In der Nacht zum 16. August steigt die Familie in ein Schlauchboot. "Ein kleines Gummiboot, wie es Kinder im Swimmingpool benutzen", sagt Neda. Das Foto der "New York Times" zeigt: Nedas Worte sind eine Überspitzung, aber kaum eine Übertreibung. Das Motorboot ist auf drei bis vier Personen ausgerichtet, es wäre schon für eine sechsköpfige Familie wie die Amirijs zu klein. Es sind aber insgesamt 13 Personen an Bord. Darunter eine Handvoll Syrer und ein Pakistaner. "Er musste nichts zahlen, weil er das Steuer übernahm", sagt Amirij.

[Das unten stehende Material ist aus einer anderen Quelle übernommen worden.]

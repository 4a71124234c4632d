//! Startup configuration read from the environment.
//!
//! Loading is an explicit step: call [`Config::from_env`] once at startup and
//! treat an error as fatal. Nothing in the crate reads the environment
//! implicitly.

use std::str::FromStr;
use std::time::Duration;

use tracing::{debug, info};

use crate::analysis::AnalysisClient;
use crate::backend::{Backend, KnowledgeBase};
use crate::error::{Result, RxVerifyError};
use crate::model::SeverityPolicy;

pub const API_KEY_VAR: &str = "API_KEY";
pub const FALLBACK_API_KEY_VAR: &str = "GEMINI_API_KEY";
pub const MODEL_VAR: &str = "RXVERIFY_MODEL";
pub const BASE_URL_VAR: &str = "RXVERIFY_BASE_URL";
pub const TIMEOUT_VAR: &str = "RXVERIFY_TIMEOUT_SECS";
pub const SEVERITY_POLICY_VAR: &str = "RXVERIFY_SEVERITY_POLICY";
pub const BACKEND_VAR: &str = "RXVERIFY_BACKEND";

/// Which oracle answers the three operations.
#[derive(Debug, Clone, Copy, PartialEq, Eq, Default)]
pub enum BackendKind {
    #[default]
    Gemini,
    /// The offline rule-based table; needs no API key
    KnowledgeBase,
}

impl BackendKind {
    pub fn as_str(&self) -> &'static str {
        match self {
            BackendKind::Gemini => "gemini",
            BackendKind::KnowledgeBase => "knowledge-base",
        }
    }
}

impl FromStr for BackendKind {
    type Err = RxVerifyError;

    fn from_str(s: &str) -> Result<Self> {
        match s.trim().to_ascii_lowercase().as_str() {
            "gemini" => Ok(BackendKind::Gemini),
            "knowledge-base" | "kb" => Ok(BackendKind::KnowledgeBase),
            other => Err(RxVerifyError::ConfigError(format!(
                "unknown backend '{}', expected 'gemini' or 'knowledge-base'",
                other
            ))),
        }
    }
}

#[derive(Debug, Clone, PartialEq)]
pub struct Config {
    pub backend: BackendKind,
    /// Required for the Gemini backend only
    pub api_key: Option<String>,
    /// Model name; `None` keeps the client default
    pub model: Option<String>,
    pub base_url: Option<String>,
    pub timeout: Option<Duration>,
    pub severity_policy: SeverityPolicy,
}

impl Config {
    /// Read configuration from process environment variables.
    ///
    /// ```no_run
    /// use rxverify::Config;
    ///
    /// let config = Config::from_env().unwrap_or_else(|e| {
    ///     eprintln!("{}", e);
    ///     std::process::exit(1);
    /// });
    /// ```
    pub fn from_env() -> Result<Self> {
        Self::from_env_with_backend(None)
    }

    /// Like [`Config::from_env`], with `backend` taking precedence over
    /// `RXVERIFY_BACKEND` when given.
    pub fn from_env_with_backend(backend: Option<BackendKind>) -> Result<Self> {
        Self::from_lookup(|name| match backend {
            Some(kind) if name == BACKEND_VAR => Some(kind.as_str().to_string()),
            _ => std::env::var(name).ok(),
        })
    }

    /// Read configuration through an arbitrary variable lookup.
    pub fn from_lookup<F>(lookup: F) -> Result<Self>
    where
        F: Fn(&str) -> Option<String>,
    {
        let non_empty = |name: &str| {
            lookup(name)
                .map(|value| value.trim().to_string())
                .filter(|value| !value.is_empty())
        };

        let backend = non_empty(BACKEND_VAR)
            .map(|value| value.parse::<BackendKind>())
            .transpose()?
            .unwrap_or_default();

        let api_key = non_empty(API_KEY_VAR).or_else(|| non_empty(FALLBACK_API_KEY_VAR));
        if backend == BackendKind::Gemini && api_key.is_none() {
            return Err(RxVerifyError::ConfigError(format!(
                "{} environment variable not set",
                API_KEY_VAR
            )));
        }

        let timeout = non_empty(TIMEOUT_VAR)
            .map(|value| match value.parse::<u64>() {
                Ok(secs) if secs > 0 => Ok(Duration::from_secs(secs)),
                _ => Err(RxVerifyError::ConfigError(format!(
                    "{} must be a positive number of seconds, got '{}'",
                    TIMEOUT_VAR, value
                ))),
            })
            .transpose()?;

        let severity_policy = non_empty(SEVERITY_POLICY_VAR)
            .map(|value| value.parse::<SeverityPolicy>())
            .transpose()?
            .unwrap_or_default();

        let config = Self {
            backend,
            api_key,
            model: non_empty(MODEL_VAR),
            base_url: non_empty(BASE_URL_VAR),
            timeout,
            severity_policy,
        };
        debug!(
            backend = config.backend.as_str(),
            model = ?config.model,
            base_url = ?config.base_url,
            timeout = ?config.timeout,
            severity_policy = ?config.severity_policy,
            "Loaded configuration"
        );
        Ok(config)
    }
}

impl Config {
    /// Build a Gemini client from this configuration.
    #[cfg(feature = "gemini")]
    pub fn gemini_client(&self) -> Result<crate::backend::GeminiClient> {
        let api_key = self.api_key.clone().ok_or_else(|| {
            RxVerifyError::ConfigError(format!("{} environment variable not set", API_KEY_VAR))
        })?;
        let mut client = crate::backend::GeminiClient::new(api_key)?;
        if let Some(model) = &self.model {
            client = client.model(model.as_str());
        }
        if let Some(base_url) = &self.base_url {
            client = client.base_url(base_url.clone());
        }
        if let Some(timeout) = self.timeout {
            client = client.timeout(timeout);
        }
        info!(model = %client.config().model.as_str(), "Configured Gemini client");
        Ok(client)
    }

    /// The oracle for the configured backend.
    pub fn backend(&self) -> Result<Backend> {
        match self.backend {
            #[cfg(feature = "gemini")]
            BackendKind::Gemini => Ok(Backend::Gemini(self.gemini_client()?)),
            #[cfg(not(feature = "gemini"))]
            BackendKind::Gemini => Err(RxVerifyError::ConfigError(
                "built without the gemini feature".to_string(),
            )),
            BackendKind::KnowledgeBase => {
                info!("Using the built-in knowledge base");
                Ok(Backend::KnowledgeBase(KnowledgeBase::new()))
            }
        }
    }

    /// The analysis client for all three screens.
    pub fn analysis_client(&self) -> Result<AnalysisClient<Backend>> {
        Ok(AnalysisClient::new(self.backend()?).with_severity_policy(self.severity_policy))
    }
}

Nachts kurz raus an die Luft
Zwei Stunden sind sie unterwegs, als das Boot beginnt, Luft zu verlieren. Es ist dunkel, die Kinder weinen. Wasser läuft ins Boot. Wenig später säuft der Motor ab. Mit letzter Kraft retten sich die Flüchtlinge. Als sie im Morgengrauen den Strand von Kos betreten, macht der deutsche Fotograf Daniel Etter das Foto, das in den nächsten Tagen die Welt rührt.

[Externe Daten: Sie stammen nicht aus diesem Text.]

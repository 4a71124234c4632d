//! An offline oracle that answers from a small built-in drug table.
//!
//! [`KnowledgeBase`] serves the same three requests as the model-backed
//! oracle and replies with JSON in the declared shapes, so its answers go
//! through the same parsing, severity policy, and rendering. It reads the
//! request's [`Query`]; the prompt text is ignored.

use async_trait::async_trait;
use serde::Serialize;
use tracing::{debug, instrument, warn};

use crate::backend::{Oracle, OracleRequest, Query};
use crate::error::{ApiErrorKind, Result, RxVerifyError};
use crate::model::{
    AlternativeFinderResult, AlternativeReport, AlternativeSuggestion, AnalysisResult,
    DosageRecommendation, Drug, DrugInteraction, InteractionReport, Severity,
};

pub const PROVIDER_NAME: &str = "knowledge-base";

/// Below this age, weight-based pediatric dosing applies when a weight is known.
const PEDIATRIC_AGE: f64 = 12.0;

struct DrugEntry {
    name: &'static str,
    aliases: &'static [&'static str],
    classes: &'static [&'static str],
    description: &'static str,
}

struct InteractionRule {
    drug: &'static str,
    with: &'static str,
    severity: &'static str,
    explanation: &'static str,
}

struct AlternativeRule {
    for_drug: &'static str,
    suggested_drug: &'static str,
    suggestion: &'static str,
    reason: &'static str,
    considerations: &'static str,
}

// Scanned in order; the first alias found in the text claims the entry.
const DRUGS: &[DrugEntry] = &[
    DrugEntry {
        name: "paracetamol",
        aliases: &["paracetamol", "acetaminophen", "tylenol"],
        classes: &["analgesic", "antipyretic"],
        description: "Pain and fever reducer.",
    },
    DrugEntry {
        name: "ibuprofen",
        aliases: &["ibuprofen", "advil", "motrin"],
        classes: &["NSAID", "analgesic"],
        description: "Non-steroidal anti-inflammatory for pain and inflammation.",
    },
    DrugEntry {
        name: "amoxicillin",
        aliases: &["amoxicillin", "amox"],
        classes: &["antibiotic", "penicillin"],
        description: "Aminopenicillin antibiotic for bacterial infections.",
    },
    DrugEntry {
        name: "metformin",
        aliases: &["metformin", "glucophage"],
        classes: &["antidiabetic", "biguanide"],
        description: "First-line oral therapy for type 2 diabetes.",
    },
    DrugEntry {
        name: "atorvastatin",
        aliases: &["atorvastatin", "lipitor"],
        classes: &["statin", "lipid-lowering"],
        description: "HMG-CoA reductase inhibitor for hyperlipidemia.",
    },
    DrugEntry {
        name: "aspirin",
        aliases: &["aspirin", "acetylsalicylic acid"],
        classes: &["antiplatelet", "NSAID"],
        description: "Antiplatelet agent used for cardiovascular protection and pain.",
    },
];

const INTERACTIONS: &[InteractionRule] = &[
    InteractionRule {
        drug: "ibuprofen",
        with: "aspirin",
        severity: "moderate",
        explanation: "Ibuprofen may interfere with aspirin's antiplatelet effect; separate dosing or prefer acetaminophen.",
    },
    InteractionRule {
        drug: "amoxicillin",
        with: "warfarin",
        severity: "moderate",
        explanation: "May increase INR; monitor anticoagulation.",
    },
    InteractionRule {
        drug: "atorvastatin",
        with: "clarithromycin",
        severity: "high",
        explanation: "CYP3A4 inhibition increases statin levels; risk of rhabdomyolysis.",
    },
    InteractionRule {
        drug: "metformin",
        with: "cimetidine",
        severity: "moderate",
        explanation: "May increase metformin levels; consider alternatives or dose adjustment.",
    },
];

const ALTERNATIVES: &[AlternativeRule] = &[
    AlternativeRule {
        for_drug: "ibuprofen",
        suggested_drug: "Paracetamol",
        suggestion: "Paracetamol (Acetaminophen) for pain/fever",
        reason: "Lower GI risk; no antiplatelet interference.",
        considerations: "Hepatotoxic above the maximum daily dose; reduce in hepatic impairment.",
    },
    AlternativeRule {
        for_drug: "amoxicillin",
        suggested_drug: "Azithromycin",
        suggestion: "Azithromycin (if penicillin allergy)",
        reason: "Macrolide alternative for common respiratory infections.",
        considerations: "Can prolong the QT interval; check local macrolide resistance.",
    },
    AlternativeRule {
        for_drug: "metformin",
        suggested_drug: "Metformin XR",
        suggestion: "Metformin XR or add GLP-1 RA per guidelines",
        reason: "Improves GI tolerance and adds glycemic/weight benefits.",
        considerations: "Monitor renal function; GLP-1 RAs commonly cause nausea.",
    },
];

/// Rule-based oracle over the built-in drug table.
///
/// ```
/// use rxverify::backend::KnowledgeBase;
///
/// let kb = KnowledgeBase::new();
/// let drugs = kb.extract_drugs("Advil 400 mg tid, Lipitor 20 mg nightly");
/// let names: Vec<_> = drugs.iter().map(|d| d.name.as_str()).collect();
/// assert_eq!(names, ["ibuprofen", "atorvastatin"]);
/// ```
#[derive(Debug, Clone, Copy, Default)]
pub struct KnowledgeBase;

impl KnowledgeBase {
    pub fn new() -> Self {
        Self
    }

    /// Known drugs mentioned anywhere in `text`, by case-insensitive alias
    /// match, in table order and at most once each.
    pub fn extract_drugs(&self, text: &str) -> Vec<Drug> {
        let lowered = text.to_lowercase();
        DRUGS
            .iter()
            .filter(|entry| entry.aliases.iter().any(|alias| lowered.contains(alias)))
            .map(|entry| Drug {
                name: entry.name.to_string(),
                description: entry.description.to_string(),
                classes: entry.classes.iter().map(|c| c.to_string()).collect(),
                dosage: None,
                frequency: None,
            })
            .collect()
    }

    /// Interactions among `names`, one per unordered pair.
    ///
    /// Names are matched case-insensitively; a name that is exactly one of a
    /// known drug's aliases counts as that drug.
    pub fn interactions(&self, names: &[String]) -> Vec<DrugInteraction> {
        let names: Vec<String> = names.iter().map(|name| canonical_name(name)).collect();
        let mut seen: Vec<[&str; 2]> = Vec::new();
        let mut found = Vec::new();

        for name in &names {
            for rule in INTERACTIONS.iter().filter(|rule| rule.drug == name) {
                if !names.iter().any(|other| other == rule.with) {
                    continue;
                }
                let mut key = [rule.drug, rule.with];
                key.sort_unstable();
                if seen.contains(&key) {
                    continue;
                }
                seen.push(key);
                found.push(DrugInteraction {
                    pair: [rule.drug.to_string(), rule.with.to_string()],
                    severity: Severity::from(rule.severity),
                    explanation: rule.explanation.to_string(),
                });
            }
        }
        found
    }

    /// Dosage advice for one drug, weight-based for children under 12 when a
    /// weight is given. `None` for drugs without a dosing rule.
    pub fn dosage(&self, drug: &str, age: f64, weight: Option<f64>) -> Option<DosageRecommendation> {
        let name = canonical_name(drug);
        let pediatric_weight = weight.filter(|w| *w > 0.0 && age < PEDIATRIC_AGE);
        let per_kg = |mg: f64| pediatric_weight.map(|w| (w * mg).round_ties_even() as i64);

        let (dose, rationale) = match name.as_str() {
            "paracetamol" => match per_kg(15.0) {
                Some(mg) => (
                    format!("{} mg per dose, every 4–6 hours (max 60 mg/kg/day)", mg),
                    "Pediatric dose ~10–15 mg/kg per dose.",
                ),
                None => (
                    "500–1000 mg every 4–6 hours as needed (max 3000 mg/day)".to_string(),
                    "Typical adult dosing. Reduce max in hepatic impairment.",
                ),
            },
            "ibuprofen" => match per_kg(10.0) {
                Some(mg) => (
                    format!("{} mg per dose, every 6–8 hours (max 40 mg/kg/day)", mg),
                    "Pediatric dose ~5–10 mg/kg per dose.",
                ),
                None => (
                    "200–400 mg every 6–8 hours with food (max 1200 mg/day OTC)".to_string(),
                    "Typical adult OTC dosing.",
                ),
            },
            "amoxicillin" => match per_kg(45.0) {
                Some(mg) => (
                    format!(
                        "{} mg/day divided q12h (standard); up to 80–90 mg/kg/day for otitis media",
                        mg
                    ),
                    "Pediatric dosing is weight-based.",
                ),
                None => (
                    "500 mg every 8 hours or 875 mg every 12 hours".to_string(),
                    "Typical adult dosing for common infections.",
                ),
            },
            _ => return None,
        };

        Some(DosageRecommendation {
            drug: name,
            recommendation: format!("{}. {}", dose, rationale),
            warning: None,
        })
    }

    /// Substitutes listed for any of `names`.
    pub fn alternatives(&self, names: &[String]) -> Vec<AlternativeSuggestion> {
        names
            .iter()
            .map(|name| canonical_name(name))
            .flat_map(|name| {
                ALTERNATIVES
                    .iter()
                    .filter(move |rule| rule.for_drug == name)
                    .map(|rule| AlternativeSuggestion {
                        for_drug: rule.for_drug.to_string(),
                        reason: rule.reason.to_string(),
                        suggestion: rule.suggestion.to_string(),
                        suggested_drug: rule.suggested_drug.to_string(),
                    })
            })
            .collect()
    }

    /// Full analysis of prescription text: extraction, then interactions,
    /// dosing, and alternatives over the extracted drugs.
    pub fn analyze(&self, text: &str, age: f64, weight: Option<f64>) -> AnalysisResult {
        let drugs = self.extract_drugs(text);
        let names: Vec<String> = drugs.iter().map(|drug| drug.name.clone()).collect();
        AnalysisResult {
            interactions: self.interactions(&names),
            dosage_recommendations: names
                .iter()
                .filter_map(|name| self.dosage(name, age, weight))
                .collect(),
            alternative_suggestions: self.alternatives(&names),
            drugs,
        }
    }

    /// Alternative-finder cards for one drug. Condition and context do not
    /// narrow the table.
    pub fn find_alternatives(&self, drug: &str) -> Vec<AlternativeFinderResult> {
        let name = canonical_name(drug);
        ALTERNATIVES
            .iter()
            .filter(|rule| rule.for_drug == name)
            .map(|rule| AlternativeFinderResult {
                suggested_drug: rule.suggested_drug.to_string(),
                reasoning: rule.reason.to_string(),
                benefits: rule.suggestion.to_string(),
                considerations: rule.considerations.to_string(),
            })
            .collect()
    }

    fn answer(&self, query: &Query) -> Result<String> {
        match query {
            Query::Prescription {
                text: Some(text),
                age,
                weight,
            } => to_reply(&self.analyze(text, *age, *weight)),
            Query::Prescription { text: None, .. } => {
                warn!("Knowledge base cannot read prescription images");
                Err(RxVerifyError::api_error(
                    PROVIDER_NAME,
                    ApiErrorKind::BadRequest {
                        details: "image prescriptions are not supported".to_string(),
                    },
                ))
            }
            Query::Interactions { drugs } => to_reply(&InteractionReport {
                interactions: self.interactions(drugs),
            }),
            Query::Alternatives { drug, .. } => to_reply(&AlternativeReport {
                suggestions: self.find_alternatives(drug),
            }),
        }
    }
}

fn canonical_name(name: &str) -> String {
    let lowered = name.trim().to_lowercase();
    DRUGS
        .iter()
        .find(|entry| entry.aliases.contains(&lowered.as_str()))
        .map(|entry| entry.name.to_string())
        .unwrap_or(lowered)
}

fn to_reply<T: Serialize>(value: &T) -> Result<String> {
    Ok(serde_json::to_string(value)?)
}

#[async_trait]
impl Oracle for KnowledgeBase {
    fn provider_name(&self) -> &str {
        PROVIDER_NAME
    }

    #[instrument(name = "knowledge_base_complete", skip(self, request))]
    async fn complete(&self, request: &OracleRequest) -> Result<String> {
        let query = request.query.as_ref().ok_or_else(|| {
            RxVerifyError::api_error(
                PROVIDER_NAME,
                ApiErrorKind::BadRequest {
                    details: "request carries no structured query".to_string(),
                },
            )
        })?;
        let reply = self.answer(query)?;
        debug!(reply_len = reply.len(), "Answered from knowledge base");
        Ok(reply)
    }
}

Etter gegenüber geben sie sich als Syrer aus. "Ich habe Neda, Laiths Frau, gefragt, wo sie herkommen. Sie sagte mir: aus Deir ez-Zor in Syrien", sagt Etter. "Tatsächlich kamen aber andere Menschen auf dem Boot von dort, und weil sie der Schmuggler gewarnt hatte, dass sie als Iraker zurück in die Türkei geschickt werden, hat sie ihre Familie auch als syrisch ausgegeben."
Erst hinterher, als die Familie in Berlin Asyl beantragt hatte, erfährt der Fotograf aus den Berichten deutscher Medien, dass sie aus dem Irak stammte. "Dafür kann ich ihnen keinen Vorwurf machen", sagt Etter. "Sie hatten während der Überfahrt Angst um ihr Leben. Ich hätte wohl das Gleiche gemacht."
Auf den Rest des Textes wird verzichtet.